By Marie Logan, Contributing Writer

 

At a very sparsely attended county commission meeting on May 12, commissioners unanimously passed an ordinance making selected county roads legally accessible to golf carts.

According to the ordinance, golf carts can be operated on or cross county roads that have a posted speed limit of 35 miles per hour and are not designated as truck routes. These roads will have signs on them indicating that the road is a golf cart route.

But golf carts can only be legally operated on designated roads between sun-up and sundown, and cannot be legally driven by anyone under the age of 14.

Additionally, according to the ordinance, any golf cart used on the street must have, at minimum, "efficient brakes, reliable steering apparatus, safe tires, a rearview mirror, and red reflectorized warning devices in both the front and rear."

County administrator Don Butler announced there would be a new schedule for garbage pickup days countywide due to the county's new garbage contract and the change would be permanent.

Notices about the schedule change are to be posted on each garbage can and notices will also run in both The Star and the Panama City News Herald, according to Butler.

In other business conducted at the meeting:

- Commissioners refused to grant the city of Port St. Joe's request for $1.5 million reimbursement on expenses from the Beaches sewer project.

Although Becky Norris, the county clerk, told the board that the reimbursement had been authorized by the county's auditor, Commissioner Bill Williams expressed concern that the city had already been reimbursed by the county for that work, and if it was paid again, the county would have no way to insure the work was completed properly.

Williams said the confusion was an accounting problem and wanted city officials to come to the county commission and present their request like other groups did. He also wanted a timeline detailing when the work would be completed.

Commission chair Nathan Peters passed the chair to Commissioner Carmen McLemore and made a motion to approve the payment to the city. The motion died for lack of a second.
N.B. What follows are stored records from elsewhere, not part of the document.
//! The crash note.
//!
//! When a round fails, the failure notice is also written to a well-known
//! file before the node trips into `Error`. The next process reads the note
//! on startup, removes it, and logs what the previous incarnation died on,
//! so an operator restart never silently swallows the cause.

use std::{fs, io, path::Path};

use displaydoc::Display;
use thiserror::Error;

use crate::node::transport::RoundErrorMsg;

#[derive(Debug, Display, Error)]
/// An error produced while reading or writing the crash note.
pub enum RecoveryError {
    /// crash note io failed: {0}
    Io(#[from] io::Error),
    /// crash note encoding failed: {0}
    Encoding(#[from] bincode::Error),
}

/// Writes the note, replacing any previous one.
pub fn write(path: &Path, message: &RoundErrorMsg) -> Result<(), RecoveryError> {
    let encoded = bincode::serialize(message)?;
    fs::write(path, encoded)?;
    Ok(())
}

/// Reads and removes the note. `None` when no note exists.
pub fn take(path: &Path) -> Result<Option<RoundErrorMsg>, RecoveryError> {
    let encoded = match fs::read(path) {
        Ok(encoded) => encoded,
        Err(err) if err.kind() == io::ErrorKind::NotFound => return Ok(None),
        Err(err) => return Err(err.into()),
    };
    fs::remove_file(path)?;
    Ok(Some(bincode::deserialize(&encoded)?))
}
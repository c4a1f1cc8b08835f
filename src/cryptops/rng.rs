//! Deterministic random stream derivation.
//!
//! Every worker that needs randomness pulls its own ChaCha20 stream from a
//! shared generator. Streams are derived by hashing the generator seed with
//! a counter (or a caller-supplied label), so two workers never share a
//! stream and a fixed seed reproduces the exact same sequence of streams.

use std::sync::{
    atomic::{AtomicU64, Ordering},
    Arc,
};

use rand::{RngCore, SeedableRng};
use rand_chacha::ChaCha20Rng;
use sha2::{Digest, Sha256};

/// A factory for independent ChaCha20 streams.
///
/// Cloning shares the counter, so streams handed out through any clone stay
/// distinct.
#[derive(Debug, Clone)]
pub struct StreamGenerator {
    seed: [u8; 32],
    counter: Arc<AtomicU64>,
}

impl StreamGenerator {
    /// A generator over a fixed seed. The stream sequence is a pure
    /// function of the seed.
    pub fn new(seed: [u8; 32]) -> Self {
        Self {
            seed,
            counter: Arc::new(AtomicU64::new(0)),
        }
    }

    /// A generator seeded from the operating system.
    pub fn from_entropy() -> Self {
        let mut seed = [0u8; 32];
        rand::rngs::OsRng.fill_bytes(&mut seed);
        Self::new(seed)
    }

    /// The next independent stream. Each call returns a stream no other
    /// call has returned.
    pub fn stream(&self) -> ChaCha20Rng {
        let index = self.counter.fetch_add(1, Ordering::Relaxed);
        self.derive(b"stream", &index.to_le_bytes())
    }

    /// A stream bound to `label`. The same label always yields the same
    /// stream; it does not consume a counter slot.
    pub fn labeled(&self, label: &[u8]) -> ChaCha20Rng {
        self.derive(b"label", label)
    }

    fn derive(&self, domain: &[u8], material: &[u8]) -> ChaCha20Rng {
        let mut hasher = Sha256::new();
        hasher.update(self.seed);
        hasher.update([domain.len() as u8]);
        hasher.update(domain);
        hasher.update(material);
        ChaCha20Rng::from_seed(hasher.finalize().into())
    }
}

#[cfg(test)]
mod tests {
    use super::*;

    #[test]
    fn streams_are_pairwise_distinct() {
        let generator = StreamGenerator::new([3u8; 32]);
        let mut first = generator.stream();
        let mut second = generator.stream();
        assert_ne!(first.next_u64(), second.next_u64());
    }

    #[test]
    fn clones_share_the_counter() {
        let generator = StreamGenerator::new([3u8; 32]);
        let clone = generator.clone();
        let mut first = generator.stream();
        let mut second = clone.stream();
        assert_ne!(first.next_u64(), second.next_u64());
    }

    #[test]
    fn a_fixed_seed_reproduces_the_sequence() {
        let mut first = StreamGenerator::new([9u8; 32]).stream();
        let mut second = StreamGenerator::new([9u8; 32]).stream();
        assert_eq!(first.next_u64(), second.next_u64());
    }

    #[test]
    fn labels_are_stable_and_independent_of_the_counter() {
        let generator = StreamGenerator::new([5u8; 32]);
        let mut before = generator.labeled(b"permutation");
        let _ = generator.stream();
        let mut after = generator.labeled(b"permutation");
        assert_eq!(before.next_u64(), after.next_u64());
    }
}
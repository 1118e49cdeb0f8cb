pub mod config;
pub mod paths;
pub mod session_repository;

pub use crate::config::ClientConfig;
pub use crate::paths::SentiscopePaths;
pub use crate::session_repository::JsonSessionRepository;
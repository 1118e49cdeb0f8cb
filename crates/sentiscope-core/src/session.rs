//! Session domain models.
//!
//! [`Session`] is the in-memory authentication state; [`StoredSession`] is
//! the durable record a [`crate::repository::SessionRepository`] persists
//! across process restarts.

use chrono::Utc;
use serde::{Deserialize, Serialize};

/// The authenticated identity held by the client for the duration of a
/// login.
///
/// Invariant: `authenticated == true` iff both `username` and `token` are
/// non-empty and were last validated (at login or status-check) without
/// failure. The constructors enforce the non-empty half of this; the
/// session store enforces the validation half.
#[derive(Debug, Clone, PartialEq, Serialize, Deserialize)]
pub struct Session {
    /// The logged-in user's name. Empty when unauthenticated.
    pub username: String,
    /// Opaque bearer token issued at login. Empty when unauthenticated.
    pub token: String,
    /// Whether the session is currently considered valid.
    pub authenticated: bool,
}

impl Session {
    /// Creates an authenticated session.
    ///
    /// Fail-closed: an empty username or token can never produce an
    /// authenticated session.
    pub fn authenticated(username: impl Into<String>, token: impl Into<String>) -> Self {
        let username = username.into();
        let token = token.into();
        if username.is_empty() || token.is_empty() {
            return Self::unauthenticated();
        }
        Self {
            username,
            token,
            authenticated: true,
        }
    }

    /// Creates an empty, unauthenticated session.
    pub fn unauthenticated() -> Self {
        Self {
            username: String::new(),
            token: String::new(),
            authenticated: false,
        }
    }
}

impl Default for Session {
    fn default() -> Self {
        Self::unauthenticated()
    }
}

/// The durable session record: the two persisted fields plus a write
/// timestamp.
#[derive(Debug, Clone, PartialEq, Serialize, Deserialize)]
pub struct StoredSession {
    pub username: String,
    pub token: String,
    /// RFC3339 timestamp of the last write.
    pub saved_at: String,
}

impl StoredSession {
    /// Creates a record stamped with the current time.
    pub fn new(username: impl Into<String>, token: impl Into<String>) -> Self {
        Self {
            username: username.into(),
            token: token.into(),
            saved_at: Utc::now().to_rfc3339(),
        }
    }
}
- The board unanimously passed the only application received by the impact fee committee for community-wide projects using impact fees.  The project was to construct a disabled beach access at the Stump Hole. County attorney Tim McFarland told the board to keep the impact fee committee active as long as money remained in the impact fee account.

Approximately $23,000 is still available.

- Cathey Construction, of Mexico Beach, was selected unanimously to build the new South Gulf Fire Department station at Rish Park. The board will go out for another bid to design and build the new fire station at Howard Creek.

- Commissioner Warren Yeager told the board he had had so many inquiries about the county enterprise zone that he was calling for a workshop. The time and date will be announced soon.

- The board moved 5-0 to proceed with preliminary steps toward consolidation of county departments, as outlined in a concept plan Williams presented to the board last week.

- Peters told the board the county must fund a new, overall county Information Technology (IT) position "regardless of whether the county must raise the millage rate to do so."

Currently, each constitutional officer contacts his or her own IT representative because each office utilizes a different system. Butler said he was currently interviewing people for the position.